→ Task to carry out
With respect to the word "typed", report how many lines of the following listing include it. Give nothing but the number.
Input for this task Start Marker
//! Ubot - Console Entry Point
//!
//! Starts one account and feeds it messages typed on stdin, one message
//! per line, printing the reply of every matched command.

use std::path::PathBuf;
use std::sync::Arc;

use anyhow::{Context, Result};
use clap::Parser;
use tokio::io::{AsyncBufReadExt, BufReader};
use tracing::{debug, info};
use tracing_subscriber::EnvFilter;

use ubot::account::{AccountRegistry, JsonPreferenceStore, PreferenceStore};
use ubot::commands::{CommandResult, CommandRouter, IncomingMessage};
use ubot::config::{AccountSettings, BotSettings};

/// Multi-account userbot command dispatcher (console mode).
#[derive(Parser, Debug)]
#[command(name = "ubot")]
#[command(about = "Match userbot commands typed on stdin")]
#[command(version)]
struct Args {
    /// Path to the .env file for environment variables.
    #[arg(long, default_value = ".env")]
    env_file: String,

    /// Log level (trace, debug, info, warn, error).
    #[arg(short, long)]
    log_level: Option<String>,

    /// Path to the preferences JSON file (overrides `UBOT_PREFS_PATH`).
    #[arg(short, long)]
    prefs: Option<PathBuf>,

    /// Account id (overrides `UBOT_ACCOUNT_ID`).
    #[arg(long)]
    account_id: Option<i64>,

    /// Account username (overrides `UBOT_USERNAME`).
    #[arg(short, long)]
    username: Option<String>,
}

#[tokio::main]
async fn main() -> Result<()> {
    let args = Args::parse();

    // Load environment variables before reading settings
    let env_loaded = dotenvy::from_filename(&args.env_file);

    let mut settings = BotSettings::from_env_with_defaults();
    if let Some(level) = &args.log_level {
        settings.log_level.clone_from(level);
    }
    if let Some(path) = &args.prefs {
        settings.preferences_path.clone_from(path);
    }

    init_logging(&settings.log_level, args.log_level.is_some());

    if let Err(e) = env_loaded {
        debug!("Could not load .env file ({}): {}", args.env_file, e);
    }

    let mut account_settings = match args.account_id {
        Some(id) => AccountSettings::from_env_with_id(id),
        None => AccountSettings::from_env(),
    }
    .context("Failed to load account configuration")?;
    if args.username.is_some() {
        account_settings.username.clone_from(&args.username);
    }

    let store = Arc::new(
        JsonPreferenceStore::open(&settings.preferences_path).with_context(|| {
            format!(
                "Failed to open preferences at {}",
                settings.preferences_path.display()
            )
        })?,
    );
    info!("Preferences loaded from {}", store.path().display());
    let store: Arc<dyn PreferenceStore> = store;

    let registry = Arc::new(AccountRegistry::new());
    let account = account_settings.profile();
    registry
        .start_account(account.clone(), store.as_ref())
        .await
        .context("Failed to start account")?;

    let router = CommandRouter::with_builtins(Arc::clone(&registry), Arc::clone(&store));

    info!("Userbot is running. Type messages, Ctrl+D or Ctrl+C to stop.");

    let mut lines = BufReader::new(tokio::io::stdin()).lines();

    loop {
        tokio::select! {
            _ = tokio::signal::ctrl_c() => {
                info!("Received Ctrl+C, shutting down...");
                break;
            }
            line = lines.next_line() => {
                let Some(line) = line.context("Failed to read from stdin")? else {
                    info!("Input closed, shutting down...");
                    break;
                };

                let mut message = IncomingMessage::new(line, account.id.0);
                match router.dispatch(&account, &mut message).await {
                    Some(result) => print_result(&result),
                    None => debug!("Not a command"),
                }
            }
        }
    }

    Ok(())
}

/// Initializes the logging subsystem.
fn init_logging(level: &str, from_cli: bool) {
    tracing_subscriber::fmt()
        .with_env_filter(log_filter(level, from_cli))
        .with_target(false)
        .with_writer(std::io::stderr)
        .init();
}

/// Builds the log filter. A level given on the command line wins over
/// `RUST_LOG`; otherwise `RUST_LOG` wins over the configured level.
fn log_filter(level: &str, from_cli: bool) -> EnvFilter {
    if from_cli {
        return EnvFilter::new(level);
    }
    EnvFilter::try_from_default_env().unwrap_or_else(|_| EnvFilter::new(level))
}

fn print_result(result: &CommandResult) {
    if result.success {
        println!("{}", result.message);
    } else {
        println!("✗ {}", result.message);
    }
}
Input for this task End Marker
Input for this task Start Marker
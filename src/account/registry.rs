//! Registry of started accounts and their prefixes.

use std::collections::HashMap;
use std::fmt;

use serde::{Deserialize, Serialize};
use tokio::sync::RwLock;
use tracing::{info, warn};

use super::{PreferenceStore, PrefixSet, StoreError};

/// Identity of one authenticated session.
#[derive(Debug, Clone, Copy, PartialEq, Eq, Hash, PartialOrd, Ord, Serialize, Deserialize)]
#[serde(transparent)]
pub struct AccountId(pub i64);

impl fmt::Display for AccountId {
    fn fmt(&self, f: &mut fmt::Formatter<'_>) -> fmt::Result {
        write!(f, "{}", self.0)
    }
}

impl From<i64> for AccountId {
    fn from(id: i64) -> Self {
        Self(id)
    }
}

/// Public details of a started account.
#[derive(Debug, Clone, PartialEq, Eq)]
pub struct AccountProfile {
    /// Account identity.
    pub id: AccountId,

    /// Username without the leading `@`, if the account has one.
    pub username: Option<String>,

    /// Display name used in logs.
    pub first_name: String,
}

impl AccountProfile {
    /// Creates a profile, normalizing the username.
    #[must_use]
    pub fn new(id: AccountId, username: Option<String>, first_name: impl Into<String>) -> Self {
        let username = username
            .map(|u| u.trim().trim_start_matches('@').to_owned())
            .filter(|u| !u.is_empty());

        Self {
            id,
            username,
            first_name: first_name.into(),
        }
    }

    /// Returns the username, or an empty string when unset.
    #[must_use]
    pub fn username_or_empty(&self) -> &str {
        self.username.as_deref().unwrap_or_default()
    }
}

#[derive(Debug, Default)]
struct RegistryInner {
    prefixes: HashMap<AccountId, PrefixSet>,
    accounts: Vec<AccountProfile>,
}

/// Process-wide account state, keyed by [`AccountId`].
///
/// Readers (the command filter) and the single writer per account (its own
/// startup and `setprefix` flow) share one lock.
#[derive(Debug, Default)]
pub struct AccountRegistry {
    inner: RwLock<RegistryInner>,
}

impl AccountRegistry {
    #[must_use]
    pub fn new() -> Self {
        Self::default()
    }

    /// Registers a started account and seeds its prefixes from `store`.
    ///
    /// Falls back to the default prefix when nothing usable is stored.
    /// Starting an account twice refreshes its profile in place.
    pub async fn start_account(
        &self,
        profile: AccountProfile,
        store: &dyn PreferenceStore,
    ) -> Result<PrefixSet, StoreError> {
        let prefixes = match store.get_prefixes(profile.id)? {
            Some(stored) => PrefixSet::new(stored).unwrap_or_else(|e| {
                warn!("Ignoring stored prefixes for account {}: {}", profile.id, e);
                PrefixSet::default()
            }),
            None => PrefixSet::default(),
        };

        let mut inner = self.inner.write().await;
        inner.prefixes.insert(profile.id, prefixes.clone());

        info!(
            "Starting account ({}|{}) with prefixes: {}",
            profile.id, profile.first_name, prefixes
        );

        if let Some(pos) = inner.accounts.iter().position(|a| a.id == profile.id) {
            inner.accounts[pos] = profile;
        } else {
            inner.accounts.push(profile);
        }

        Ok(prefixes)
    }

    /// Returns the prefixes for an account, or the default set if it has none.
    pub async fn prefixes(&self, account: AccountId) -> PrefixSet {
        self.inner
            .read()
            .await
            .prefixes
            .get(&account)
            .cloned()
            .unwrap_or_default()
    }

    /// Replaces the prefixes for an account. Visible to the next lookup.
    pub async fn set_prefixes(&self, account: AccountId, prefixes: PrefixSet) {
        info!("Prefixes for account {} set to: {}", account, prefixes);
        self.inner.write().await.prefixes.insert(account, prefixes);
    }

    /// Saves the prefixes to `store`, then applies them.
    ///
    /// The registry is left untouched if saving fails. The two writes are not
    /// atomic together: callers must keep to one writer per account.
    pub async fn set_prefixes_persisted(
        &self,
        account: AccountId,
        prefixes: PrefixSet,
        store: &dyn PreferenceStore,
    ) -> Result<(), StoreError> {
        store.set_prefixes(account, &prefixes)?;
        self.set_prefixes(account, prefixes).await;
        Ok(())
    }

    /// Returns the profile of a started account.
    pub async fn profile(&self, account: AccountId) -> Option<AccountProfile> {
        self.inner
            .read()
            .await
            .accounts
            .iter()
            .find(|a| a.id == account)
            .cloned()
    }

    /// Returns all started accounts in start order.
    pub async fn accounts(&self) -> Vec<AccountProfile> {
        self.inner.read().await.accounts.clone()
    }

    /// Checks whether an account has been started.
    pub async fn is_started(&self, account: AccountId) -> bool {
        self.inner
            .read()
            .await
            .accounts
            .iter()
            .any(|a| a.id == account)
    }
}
Input for this task End Marker
→ Exercise output
2